╔══
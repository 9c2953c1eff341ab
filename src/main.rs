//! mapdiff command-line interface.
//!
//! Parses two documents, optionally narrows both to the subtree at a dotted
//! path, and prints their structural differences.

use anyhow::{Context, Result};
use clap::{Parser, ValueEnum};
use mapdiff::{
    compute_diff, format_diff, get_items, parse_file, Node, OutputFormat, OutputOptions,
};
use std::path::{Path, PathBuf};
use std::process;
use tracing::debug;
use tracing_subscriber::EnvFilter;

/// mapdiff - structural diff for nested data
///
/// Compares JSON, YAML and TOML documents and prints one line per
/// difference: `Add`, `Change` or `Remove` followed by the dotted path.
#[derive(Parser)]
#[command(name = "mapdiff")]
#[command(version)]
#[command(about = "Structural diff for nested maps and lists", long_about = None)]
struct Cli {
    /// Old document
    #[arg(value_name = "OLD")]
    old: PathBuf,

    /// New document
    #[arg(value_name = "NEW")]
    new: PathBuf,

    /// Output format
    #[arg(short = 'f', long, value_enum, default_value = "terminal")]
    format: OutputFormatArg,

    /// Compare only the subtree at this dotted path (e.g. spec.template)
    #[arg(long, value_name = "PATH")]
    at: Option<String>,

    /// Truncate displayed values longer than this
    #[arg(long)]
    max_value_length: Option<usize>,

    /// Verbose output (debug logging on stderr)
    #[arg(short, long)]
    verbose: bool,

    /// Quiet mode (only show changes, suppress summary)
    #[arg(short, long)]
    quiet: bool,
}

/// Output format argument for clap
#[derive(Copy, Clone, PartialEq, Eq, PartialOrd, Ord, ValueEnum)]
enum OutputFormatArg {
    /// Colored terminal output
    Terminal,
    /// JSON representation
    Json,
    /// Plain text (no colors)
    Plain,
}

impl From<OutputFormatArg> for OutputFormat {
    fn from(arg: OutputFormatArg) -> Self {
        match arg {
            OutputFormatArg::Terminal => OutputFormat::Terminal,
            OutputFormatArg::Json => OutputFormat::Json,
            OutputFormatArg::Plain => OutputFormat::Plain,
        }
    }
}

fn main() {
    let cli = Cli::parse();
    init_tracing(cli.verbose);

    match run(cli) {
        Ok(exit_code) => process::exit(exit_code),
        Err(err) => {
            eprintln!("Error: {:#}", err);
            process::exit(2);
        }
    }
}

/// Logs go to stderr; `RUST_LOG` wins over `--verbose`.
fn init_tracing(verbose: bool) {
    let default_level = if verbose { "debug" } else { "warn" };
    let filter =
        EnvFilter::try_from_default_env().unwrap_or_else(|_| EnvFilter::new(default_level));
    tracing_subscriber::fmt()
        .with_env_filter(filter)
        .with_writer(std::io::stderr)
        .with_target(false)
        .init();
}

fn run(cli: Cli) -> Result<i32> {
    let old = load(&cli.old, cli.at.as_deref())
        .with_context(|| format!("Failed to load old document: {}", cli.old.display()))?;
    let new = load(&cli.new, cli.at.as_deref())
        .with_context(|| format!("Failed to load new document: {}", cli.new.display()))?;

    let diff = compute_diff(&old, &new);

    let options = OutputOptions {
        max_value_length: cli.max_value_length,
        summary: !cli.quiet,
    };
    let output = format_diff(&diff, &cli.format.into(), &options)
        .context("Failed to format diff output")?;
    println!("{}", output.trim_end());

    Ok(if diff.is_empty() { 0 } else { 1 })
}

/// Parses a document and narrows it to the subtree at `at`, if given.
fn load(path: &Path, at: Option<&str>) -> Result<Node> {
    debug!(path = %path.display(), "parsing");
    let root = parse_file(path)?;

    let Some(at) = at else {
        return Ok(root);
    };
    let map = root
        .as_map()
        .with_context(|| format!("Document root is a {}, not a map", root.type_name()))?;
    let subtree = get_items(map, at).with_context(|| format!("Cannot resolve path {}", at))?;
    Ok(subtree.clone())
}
╚══
╔══
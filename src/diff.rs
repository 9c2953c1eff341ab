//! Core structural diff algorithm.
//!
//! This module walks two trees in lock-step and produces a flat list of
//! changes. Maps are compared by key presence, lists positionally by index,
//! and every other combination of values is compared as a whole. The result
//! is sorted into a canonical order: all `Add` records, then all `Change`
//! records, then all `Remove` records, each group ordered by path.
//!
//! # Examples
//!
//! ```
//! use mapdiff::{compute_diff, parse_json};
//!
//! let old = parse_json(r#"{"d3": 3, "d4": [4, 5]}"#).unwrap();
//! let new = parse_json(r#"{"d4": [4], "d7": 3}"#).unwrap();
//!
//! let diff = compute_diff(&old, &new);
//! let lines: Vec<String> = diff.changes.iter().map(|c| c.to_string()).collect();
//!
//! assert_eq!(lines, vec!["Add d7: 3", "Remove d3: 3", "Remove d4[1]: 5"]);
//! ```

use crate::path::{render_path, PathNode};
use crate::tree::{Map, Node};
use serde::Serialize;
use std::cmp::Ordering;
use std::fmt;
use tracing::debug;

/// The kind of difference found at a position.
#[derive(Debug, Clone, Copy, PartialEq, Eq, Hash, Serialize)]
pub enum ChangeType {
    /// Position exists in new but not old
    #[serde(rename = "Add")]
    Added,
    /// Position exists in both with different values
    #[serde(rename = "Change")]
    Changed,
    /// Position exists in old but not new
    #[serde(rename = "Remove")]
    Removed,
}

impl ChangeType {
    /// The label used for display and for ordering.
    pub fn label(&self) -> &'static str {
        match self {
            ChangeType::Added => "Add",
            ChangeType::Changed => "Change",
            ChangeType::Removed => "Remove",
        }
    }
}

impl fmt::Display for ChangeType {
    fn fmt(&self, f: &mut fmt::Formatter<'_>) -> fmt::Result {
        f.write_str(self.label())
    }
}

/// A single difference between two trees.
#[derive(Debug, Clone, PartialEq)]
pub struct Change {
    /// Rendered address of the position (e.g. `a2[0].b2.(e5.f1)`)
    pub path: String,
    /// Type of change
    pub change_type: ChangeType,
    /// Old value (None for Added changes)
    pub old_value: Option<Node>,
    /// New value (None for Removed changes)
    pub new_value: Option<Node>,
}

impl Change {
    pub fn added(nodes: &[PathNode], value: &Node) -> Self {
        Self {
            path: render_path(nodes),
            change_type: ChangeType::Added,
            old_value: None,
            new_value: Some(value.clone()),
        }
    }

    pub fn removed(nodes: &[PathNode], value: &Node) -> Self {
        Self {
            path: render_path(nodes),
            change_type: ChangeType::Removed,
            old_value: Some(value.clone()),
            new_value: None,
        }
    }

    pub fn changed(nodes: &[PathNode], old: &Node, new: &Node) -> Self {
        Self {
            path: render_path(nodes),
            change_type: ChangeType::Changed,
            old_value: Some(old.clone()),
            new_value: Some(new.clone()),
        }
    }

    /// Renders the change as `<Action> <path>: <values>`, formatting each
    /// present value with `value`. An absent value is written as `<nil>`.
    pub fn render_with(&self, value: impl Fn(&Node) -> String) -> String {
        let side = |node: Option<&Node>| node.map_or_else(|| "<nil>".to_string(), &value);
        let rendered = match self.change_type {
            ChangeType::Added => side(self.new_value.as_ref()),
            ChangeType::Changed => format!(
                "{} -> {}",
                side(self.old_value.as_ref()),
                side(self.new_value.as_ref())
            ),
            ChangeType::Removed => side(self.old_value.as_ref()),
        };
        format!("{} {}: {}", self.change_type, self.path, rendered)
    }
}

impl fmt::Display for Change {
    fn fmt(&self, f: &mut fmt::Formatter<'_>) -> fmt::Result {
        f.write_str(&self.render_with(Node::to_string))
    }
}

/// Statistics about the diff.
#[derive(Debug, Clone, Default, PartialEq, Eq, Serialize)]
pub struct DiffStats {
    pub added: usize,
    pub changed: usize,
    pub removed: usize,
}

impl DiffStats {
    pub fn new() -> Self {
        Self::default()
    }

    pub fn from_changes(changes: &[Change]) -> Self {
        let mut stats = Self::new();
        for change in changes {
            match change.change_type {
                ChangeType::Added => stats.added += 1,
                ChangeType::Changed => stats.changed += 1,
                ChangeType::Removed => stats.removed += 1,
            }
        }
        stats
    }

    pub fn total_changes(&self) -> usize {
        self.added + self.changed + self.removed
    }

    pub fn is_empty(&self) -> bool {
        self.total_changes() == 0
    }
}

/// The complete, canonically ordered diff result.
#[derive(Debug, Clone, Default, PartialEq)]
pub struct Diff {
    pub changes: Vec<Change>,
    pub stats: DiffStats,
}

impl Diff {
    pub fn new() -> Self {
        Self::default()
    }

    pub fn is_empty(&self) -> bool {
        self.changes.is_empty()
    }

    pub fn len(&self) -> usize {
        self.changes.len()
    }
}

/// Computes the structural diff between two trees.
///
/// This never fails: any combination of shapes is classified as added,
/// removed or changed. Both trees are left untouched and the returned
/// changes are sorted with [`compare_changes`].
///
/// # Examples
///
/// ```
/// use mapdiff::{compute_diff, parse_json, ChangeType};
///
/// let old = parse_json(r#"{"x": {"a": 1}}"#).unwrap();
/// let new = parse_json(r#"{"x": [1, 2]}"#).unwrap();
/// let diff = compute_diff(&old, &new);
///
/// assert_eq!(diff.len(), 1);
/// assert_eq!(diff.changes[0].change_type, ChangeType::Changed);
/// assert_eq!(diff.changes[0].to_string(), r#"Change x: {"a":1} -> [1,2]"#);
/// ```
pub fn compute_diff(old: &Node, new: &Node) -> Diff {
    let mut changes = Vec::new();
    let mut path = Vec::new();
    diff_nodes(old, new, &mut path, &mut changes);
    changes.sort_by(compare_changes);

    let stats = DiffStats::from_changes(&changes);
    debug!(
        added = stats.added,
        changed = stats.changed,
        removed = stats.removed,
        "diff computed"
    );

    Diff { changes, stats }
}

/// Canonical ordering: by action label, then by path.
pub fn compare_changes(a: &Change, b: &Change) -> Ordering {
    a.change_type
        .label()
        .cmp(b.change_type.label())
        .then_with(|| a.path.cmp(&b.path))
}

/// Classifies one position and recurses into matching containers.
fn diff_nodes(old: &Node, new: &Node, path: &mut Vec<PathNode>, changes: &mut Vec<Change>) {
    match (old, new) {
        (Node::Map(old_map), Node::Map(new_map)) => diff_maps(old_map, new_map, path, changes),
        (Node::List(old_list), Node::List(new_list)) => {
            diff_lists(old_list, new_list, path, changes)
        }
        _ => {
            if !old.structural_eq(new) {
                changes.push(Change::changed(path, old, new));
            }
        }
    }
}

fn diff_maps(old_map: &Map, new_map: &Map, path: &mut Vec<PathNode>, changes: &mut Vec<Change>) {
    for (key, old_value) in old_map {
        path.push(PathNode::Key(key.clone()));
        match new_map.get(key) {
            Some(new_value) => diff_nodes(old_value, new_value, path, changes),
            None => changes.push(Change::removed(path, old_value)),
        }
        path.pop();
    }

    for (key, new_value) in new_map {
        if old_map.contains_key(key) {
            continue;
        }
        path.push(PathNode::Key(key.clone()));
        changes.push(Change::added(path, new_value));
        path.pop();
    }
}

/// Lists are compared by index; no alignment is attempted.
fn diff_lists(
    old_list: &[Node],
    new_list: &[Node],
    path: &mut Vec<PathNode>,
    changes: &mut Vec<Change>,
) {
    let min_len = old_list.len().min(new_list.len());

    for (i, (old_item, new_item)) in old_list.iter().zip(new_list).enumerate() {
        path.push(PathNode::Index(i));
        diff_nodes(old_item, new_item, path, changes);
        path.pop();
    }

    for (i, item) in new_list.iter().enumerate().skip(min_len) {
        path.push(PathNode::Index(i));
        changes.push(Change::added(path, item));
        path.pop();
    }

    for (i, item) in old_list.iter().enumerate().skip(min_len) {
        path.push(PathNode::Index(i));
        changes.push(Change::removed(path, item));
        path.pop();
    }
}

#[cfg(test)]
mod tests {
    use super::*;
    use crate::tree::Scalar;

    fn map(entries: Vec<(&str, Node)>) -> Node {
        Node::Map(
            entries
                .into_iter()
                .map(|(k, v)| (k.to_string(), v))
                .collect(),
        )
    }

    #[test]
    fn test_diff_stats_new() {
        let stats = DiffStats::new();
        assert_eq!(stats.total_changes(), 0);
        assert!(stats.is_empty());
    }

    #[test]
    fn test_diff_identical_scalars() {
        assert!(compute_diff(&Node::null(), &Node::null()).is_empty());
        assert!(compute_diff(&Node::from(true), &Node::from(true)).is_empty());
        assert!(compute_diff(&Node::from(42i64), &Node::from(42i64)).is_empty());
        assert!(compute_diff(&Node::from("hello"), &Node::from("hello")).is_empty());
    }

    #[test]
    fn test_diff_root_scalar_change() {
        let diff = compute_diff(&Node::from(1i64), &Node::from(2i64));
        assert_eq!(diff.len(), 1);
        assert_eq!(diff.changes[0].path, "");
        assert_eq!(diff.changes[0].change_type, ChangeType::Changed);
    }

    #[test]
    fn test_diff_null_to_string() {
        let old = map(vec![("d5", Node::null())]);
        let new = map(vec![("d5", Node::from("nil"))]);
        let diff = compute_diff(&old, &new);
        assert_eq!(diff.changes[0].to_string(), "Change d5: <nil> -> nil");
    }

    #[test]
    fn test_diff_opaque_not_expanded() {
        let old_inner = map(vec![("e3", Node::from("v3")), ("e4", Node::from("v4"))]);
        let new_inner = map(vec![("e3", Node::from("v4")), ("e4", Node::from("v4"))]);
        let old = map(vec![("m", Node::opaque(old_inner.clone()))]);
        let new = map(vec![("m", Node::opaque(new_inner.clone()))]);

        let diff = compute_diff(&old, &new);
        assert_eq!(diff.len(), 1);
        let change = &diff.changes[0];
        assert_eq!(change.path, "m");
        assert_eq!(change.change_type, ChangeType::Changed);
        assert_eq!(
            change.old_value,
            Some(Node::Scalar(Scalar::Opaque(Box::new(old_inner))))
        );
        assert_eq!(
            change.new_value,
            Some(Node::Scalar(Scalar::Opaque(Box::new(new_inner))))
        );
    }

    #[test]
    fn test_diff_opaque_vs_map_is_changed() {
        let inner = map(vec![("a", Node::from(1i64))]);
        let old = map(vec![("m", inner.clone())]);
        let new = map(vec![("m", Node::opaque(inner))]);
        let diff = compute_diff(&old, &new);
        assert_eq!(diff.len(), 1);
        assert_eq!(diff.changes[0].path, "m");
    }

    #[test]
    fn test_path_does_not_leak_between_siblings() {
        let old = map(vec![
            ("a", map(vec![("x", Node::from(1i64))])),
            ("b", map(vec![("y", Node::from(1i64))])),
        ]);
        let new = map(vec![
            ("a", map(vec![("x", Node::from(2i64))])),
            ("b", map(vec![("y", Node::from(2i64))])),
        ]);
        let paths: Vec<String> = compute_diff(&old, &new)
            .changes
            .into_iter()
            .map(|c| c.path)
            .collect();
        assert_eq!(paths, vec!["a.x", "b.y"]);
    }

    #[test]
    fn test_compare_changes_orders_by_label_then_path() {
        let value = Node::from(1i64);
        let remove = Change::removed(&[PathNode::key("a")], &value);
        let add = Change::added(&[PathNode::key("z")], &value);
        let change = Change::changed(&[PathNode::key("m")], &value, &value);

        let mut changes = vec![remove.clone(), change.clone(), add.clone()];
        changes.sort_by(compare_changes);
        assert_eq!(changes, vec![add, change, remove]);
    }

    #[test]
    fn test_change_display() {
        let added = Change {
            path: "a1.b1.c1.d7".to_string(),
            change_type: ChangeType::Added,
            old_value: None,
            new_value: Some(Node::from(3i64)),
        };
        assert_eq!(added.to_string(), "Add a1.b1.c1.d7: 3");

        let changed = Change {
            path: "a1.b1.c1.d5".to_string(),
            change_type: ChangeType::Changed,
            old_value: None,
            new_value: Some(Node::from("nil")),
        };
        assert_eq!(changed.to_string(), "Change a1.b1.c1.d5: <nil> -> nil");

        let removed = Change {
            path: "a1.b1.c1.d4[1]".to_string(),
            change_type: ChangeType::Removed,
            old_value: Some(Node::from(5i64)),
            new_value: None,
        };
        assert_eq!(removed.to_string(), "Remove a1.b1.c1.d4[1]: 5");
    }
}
╚══
§ **Task goal**
Using the records above, report the number of lines that include the string "Serialize", with nothing added.

§ **Result**
3